Work request
Search the entries for the string "NewJob" and give the number of lines that hold it, nothing more.

Collected data
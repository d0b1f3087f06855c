// src/api/jobs.rs
use serde_json::Value;
use tracing::info;

use crate::core::ApiClient;
use crate::error::Result;
use crate::types::{Job, JobUpdate, NewJob};
use crate::utils::{path_segment, require_non_blank};

const JOBS_ENDPOINT: &str = "/api/jobs";

/// Tracked job postings
pub struct JobsApi<'a> {
    client: &'a ApiClient,
}

impl ApiClient {
    pub fn jobs(&self) -> JobsApi<'_> {
        JobsApi { client: self }
    }
}

impl<'a> JobsApi<'a> {
    fn job_url(&self, id: &str) -> Result<String> {
        Ok(self
            .client
            .gateway_url(&format!("{}/{}", JOBS_ENDPOINT, path_segment(id)?)))
    }

    pub async fn list(&self) -> Result<Vec<Job>> {
        self.client
            .get_json(&self.client.gateway_url(JOBS_ENDPOINT), "Failed to fetch jobs")
            .await
    }

    pub async fn create(&self, job: &NewJob) -> Result<Job> {
        require_non_blank("title", &job.title)?;
        require_non_blank("company", &job.company)?;
        require_non_blank("description", &job.description)?;

        let created: Job = self
            .client
            .post_json(
                &self.client.gateway_url(JOBS_ENDPOINT),
                job,
                "Failed to create job",
            )
            .await?;
        info!("Created job {} ({} at {})", created.id, job.title, job.company);
        Ok(created)
    }

    pub async fn update(&self, id: &str, job: &JobUpdate) -> Result<Job> {
        require_non_blank("title", &job.title)?;
        require_non_blank("company", &job.company)?;
        require_non_blank("description", &job.description)?;
        require_non_blank("status", &job.status)?;

        self.client
            .put_json(&self.job_url(id)?, job, "Failed to update job")
            .await
    }

    pub async fn delete(&self, id: &str) -> Result<Value> {
        self.client
            .delete_json(&self.job_url(id)?, "Failed to delete job")
            .await
    }
}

Problem solution
2